Will it be too late to announce the birth in a week? A month?
—Signed but Not Sent
Dear Bringing Up Baby,
Congratulations! There's no better moment to have a new (or newish) infant than when you can't leave the house anyway.
Relatedly, the scheduling problem you are worrying about is no scheduling problem at all. Time has rarely been more elastic than it is right now. September is June; nobody can tell the difference between 11 a.m. and Wednesday and the vernal equinox. The only people enforcing deadlines about anything are the ones who have responded to the universal loss of control by retreating into unhinged, fantasy-fueled tyranny—trying to force schools or businesses to open as if there were no plague, or insisting on collecting rent money when the rent money does not exist and cannot exist.
So if you wanted permission to send out your announcement on Halloween, or for New Year’s, you would be all set. But you say what you're really struggling with is choosing the audience when you do send it out. Understandably, you don’t want the wider world to first encounter your baby as a piece of spam.

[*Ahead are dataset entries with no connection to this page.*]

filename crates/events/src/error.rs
use thiserror::Error;

#[derive(Error, Debug)]
pub enum HandlerError {
    #[error("Handler failed: {0}")]
    Failed(String),

    #[error("Handler could not serialize event: {0}")]
    Serialization(#[from] serde_json::Error),
}

impl HandlerError {
    pub fn failed(message: impl Into<String>) -> Self {
        Self::Failed(message.into())
    }
}
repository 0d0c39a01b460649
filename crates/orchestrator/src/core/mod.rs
//! Core abstractions for the orchestrator execution model.
//!
//! - [`ExecutionEngine`] - walks plans node by node off the durable work queue
//! - [`StepExecutor`] - trait every step type implements
//! - [`StepOutcome`] - a step result on its way to the advisers
//! - [`OrderedEventEmitter`] - event emitter with sequence guarantees

mod events;
mod execution;
mod step;

pub use events::OrderedEventEmitter;
pub use execution::{ExecutionEngine, WorkDisposition};
pub use step::{outcome_from_response, StepContext, StepExecutor, StepOutcome};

Mostly, this too is not a serious difficulty. People tend to automatically calibrate their response to baby news to fit the situation, so the same announcement that might stir a great-aunt into excitement and delight will make someone you know from two jobs ago say “Oh, that's nice” and shrug and immediately forget about your baby.

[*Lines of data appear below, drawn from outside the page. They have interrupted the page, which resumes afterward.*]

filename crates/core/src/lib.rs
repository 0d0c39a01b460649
pub mod domain;
pub mod error;

pub use domain::*;
pub use error::CoreError;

There is, however, a limit to this self-regulating principle, and you would be far, far past that limit if you were to—did you really suggest sending it to your entire contacts list? Really? What are you, LinkedIn? There is literally nothing that would merit sending a message to every address your email service has incidentally bottom-trawled into its wasteful memory-net through the years. The Sophist lives in constant low-key dread of someday trying to send a document or note to myself and accidentally sending it to one particular person whom The Sophist only slightly knew and hasn’t emailed or spoken to since the second Bush’s second administration, but whose last name happens to begin with the same two letters as The Sophist’s own personal email address. Type a random letter into the “To” field in your mail program and look at what comes up on the list. See? Absolutely not.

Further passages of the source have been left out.